Before the curtains fall, he remembers the sight of Oliver for the first time they met each other and how little they had known before then, before now. Would they have ever had a chance? Would Oliver and he ever see eachother again? The thoughts coupled with the uncertainty ached more than the pull of death ever could.


"A man fell in love with me once, you know. A really long time ago." Oliver murmurs quietly as he sits by his daughter's bedside, her blonde hair luminous under his hand and fingers as the window's light shines in on it.

"Was he handsome?" Mia's inquiry is purely innocent, her tone laced with naivety and also curiosity as the 3-year-old watches his face for the answer. "Oh yeah, /very/, more than most." He emphasises to sate her. "Promise." He has to pretend that his eyes don't sting with unshed tears or that his chest isn't burning.

"What happened to him, Daddy?" His little girl is on the verge of falling asleep and Oliver prays that despite everything, she doesn't feel him almost choke and hands automatically clench as he tries to keep himself under control. It's been just under 7 years since Barry's death, he should be better at this by now. "I couldn't love him the way he needed me to and so he had to leave."

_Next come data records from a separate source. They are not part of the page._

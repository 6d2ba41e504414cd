//! The `Transport` trait: the only way the parallel layer talks to other
//! ranks. Every operation is synchronous and must be called by every rank
//! participating in the communicator, in the same order, or the run
//! deadlocks or returns [`crate::error::SolverError::ProtocolMismatch`].

use crate::communication::Rank;
use crate::error::Result;

pub trait Transport {
    fn rank(&self) -> Rank;
    fn size(&self) -> i32;

    fn other_ranks(&self) -> Vec<Rank> {
        (0..self.size()).filter(|&r| r != self.rank()).collect()
    }

    /// Gather a variable-length contribution from every rank into one
    /// buffer on every rank, ordered by sending rank.
    fn all_gather_varcount(&self, contribution: &[u8]) -> Result<Vec<Vec<u8>>>;

    /// Exchange fixed-size messages with every other rank: `payload[rank]`
    /// is sent to `rank`, and the returned vector holds what every rank
    /// sent back, indexed the same way.
    fn all_to_all(&self, payload: &[Vec<u8>]) -> Result<Vec<Vec<u8>>>;

    /// Paired point-to-point exchange by explicit send/receive byte
    /// counts: `sends[peer]` is delivered to `peer`, and this call blocks
    /// until `receive_counts[peer]` bytes have arrived from every `peer`.
    fn exchange(&self, sends: &[(Rank, Vec<u8>)], receive_counts: &[(Rank, usize)]) -> Result<Vec<(Rank, Vec<u8>)>>;

    /// Sum a single `f64` across every rank; every rank receives the same
    /// total. Used for the parallel walk's termination vote.
    fn all_reduce_sum(&self, value: f64) -> Result<f64>;
}
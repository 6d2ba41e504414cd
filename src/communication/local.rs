//! An in-process transport for tests and the CLI demo: every "rank" is an
//! OS thread sharing a [`LocalWorld`], and each collective rendezvouses
//! through a shared slot table guarded by a reused barrier rather than
//! real network messages.

use std::sync::Arc;
use std::sync::Barrier;
use std::sync::Mutex;

use crate::communication::transport::Transport;
use crate::communication::Rank;
use crate::error::Result;
use crate::error::SolverError;

pub struct LocalWorld {
    size: i32,
    barrier: Barrier,
    gather_slots: Mutex<Vec<Option<Vec<u8>>>>,
    matrix_slots: Mutex<Vec<Option<Vec<Vec<u8>>>>>,
    reduce_slots: Mutex<Vec<Option<f64>>>,
}

impl LocalWorld {
    pub fn new(size: i32) -> Arc<Self> {
        assert!(size > 0);
        Arc::new(Self {
            size,
            barrier: Barrier::new(size as usize),
            gather_slots: Mutex::new(vec![None; size as usize]),
            matrix_slots: Mutex::new(vec![None; size as usize]),
            reduce_slots: Mutex::new(vec![None; size as usize]),
        })
    }

    pub fn transport(self: &Arc<Self>, rank: Rank) -> LocalTransport {
        LocalTransport {
            world: Arc::clone(self),
            rank,
        }
    }
}

pub struct LocalTransport {
    world: Arc<LocalWorld>,
    rank: Rank,
}

impl Transport for LocalTransport {
    fn rank(&self) -> Rank {
        self.rank
    }

    fn size(&self) -> i32 {
        self.world.size
    }

    fn all_gather_varcount(&self, contribution: &[u8]) -> Result<Vec<Vec<u8>>> {
        {
            let mut slots = self.world.gather_slots.lock().unwrap();
            slots[self.rank as usize] = Some(contribution.to_vec());
        }
        self.world.barrier.wait();
        let result = {
            let slots = self.world.gather_slots.lock().unwrap();
            slots
                .iter()
                .map(|slot| slot.clone().expect("every rank writes before the barrier releases"))
                .collect()
        };
        self.world.barrier.wait();
        Ok(result)
    }

    fn all_to_all(&self, payload: &[Vec<u8>]) -> Result<Vec<Vec<u8>>> {
        if payload.len() != self.world.size as usize {
            return Err(SolverError::ProtocolMismatch(format!(
                "all_to_all payload has {} entries, expected {}",
                payload.len(),
                self.world.size
            )));
        }
        {
            let mut slots = self.world.matrix_slots.lock().unwrap();
            slots[self.rank as usize] = Some(payload.to_vec());
        }
        self.world.barrier.wait();
        let result = {
            let slots = self.world.matrix_slots.lock().unwrap();
            slots
                .iter()
                .map(|row| {
                    row.as_ref().expect("every rank writes before the barrier releases")[self.rank as usize].clone()
                })
                .collect()
        };
        self.world.barrier.wait();
        Ok(result)
    }

    fn exchange(&self, sends: &[(Rank, Vec<u8>)], receive_counts: &[(Rank, usize)]) -> Result<Vec<(Rank, Vec<u8>)>> {
        let mut outgoing = vec![Vec::new(); self.world.size as usize];
        for (peer, bytes) in sends {
            outgoing[*peer as usize] = bytes.clone();
        }
        let incoming = self.all_to_all(&outgoing)?;
        let mut result = Vec::with_capacity(receive_counts.len());
        for &(peer, expected_len) in receive_counts {
            let bytes = incoming[peer as usize].clone();
            if bytes.len() != expected_len {
                return Err(SolverError::ProtocolMismatch(format!(
                    "expected {expected_len} bytes from rank {peer}, got {}",
                    bytes.len()
                )));
            }
            result.push((peer, bytes));
        }
        Ok(result)
    }

    fn all_reduce_sum(&self, value: f64) -> Result<f64> {
        {
            let mut slots = self.world.reduce_slots.lock().unwrap();
            slots[self.rank as usize] = Some(value);
        }
        self.world.barrier.wait();
        let sum = {
            let slots = self.world.reduce_slots.lock().unwrap();
            slots
                .iter()
                .map(|slot| slot.expect("every rank writes before the barrier releases"))
                .sum()
        };
        self.world.barrier.wait();
        Ok(sum)
    }
}

#[cfg(test)]
mod tests {
    use super::*;
    use std::thread;

    #[test]
    fn all_reduce_sum_across_threads() {
        let world = LocalWorld::new(4);
        let handles: Vec<_> = (0..4)
            .map(|rank| {
                let transport = world.transport(rank);
                thread::spawn(move || transport.all_reduce_sum(rank as f64 + 1.0).unwrap())
            })
            .collect();
        for handle in handles {
            assert_eq!(handle.join().unwrap(), 1.0 + 2.0 + 3.0 + 4.0);
        }
    }

    #[test]
    fn all_gather_varcount_returns_every_rank_contribution_in_order() {
        let world = LocalWorld::new(3);
        let handles: Vec<_> = (0..3)
            .map(|rank| {
                let transport = world.transport(rank);
                thread::spawn(move || transport.all_gather_varcount(&[rank as u8]).unwrap())
            })
            .collect();
        for handle in handles {
            assert_eq!(handle.join().unwrap(), vec![vec![0u8], vec![1u8], vec![2u8]]);
        }
    }

    #[test]
    fn exchange_delivers_point_to_point_payloads() {
        let world = LocalWorld::new(2);
        let handles: Vec<_> = (0..2)
            .map(|rank| {
                let transport = world.transport(rank);
                thread::spawn(move || {
                    let other = 1 - rank;
                    let sends = vec![(other, vec![rank as u8; 3])];
                    let receive_counts = vec![(other, 3)];
                    transport.exchange(&sends, &receive_counts).unwrap()
                })
            })
            .collect();
        let results: Vec<_> = handles.into_iter().map(|h| h.join().unwrap()).collect();
        assert_eq!(results[0], vec![(1, vec![1u8; 3])]);
        assert_eq!(results[1], vec![(0, vec![0u8; 3])]);
    }
}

"Do you know where is he now? Can I meet him one day when he comes back?" Thankfully, Mia doesn't stay awake to hear the answer that Oliver really doesn't have on him at that moment, her head having lulled as well the muscles of his small arms falling limp across his waist as he tucks her in and leaves her little room, staggering towards the door of his own room where Felicity is waiting for him before his brain finally crumbles and the tears fall as he whispers to the naked night air. "You already have, my darling. More than ever.."

He wasn't lying. Barry is still here, watching over the people that he'd loved dearly. Barry is still here, brown eyes in the corner of every mirror and laughter echoing off of every wall even half a century or more later.

Barry is still here, in the present, somehow,a flurry of lighting and brokenness haunting his heart as he lives on, grieving while others take no notice.

It's all the more reason for Oliver to hate himself until one day, he coughs…

...and a single red rose petal calls out his name, just like Barry did, before it went black.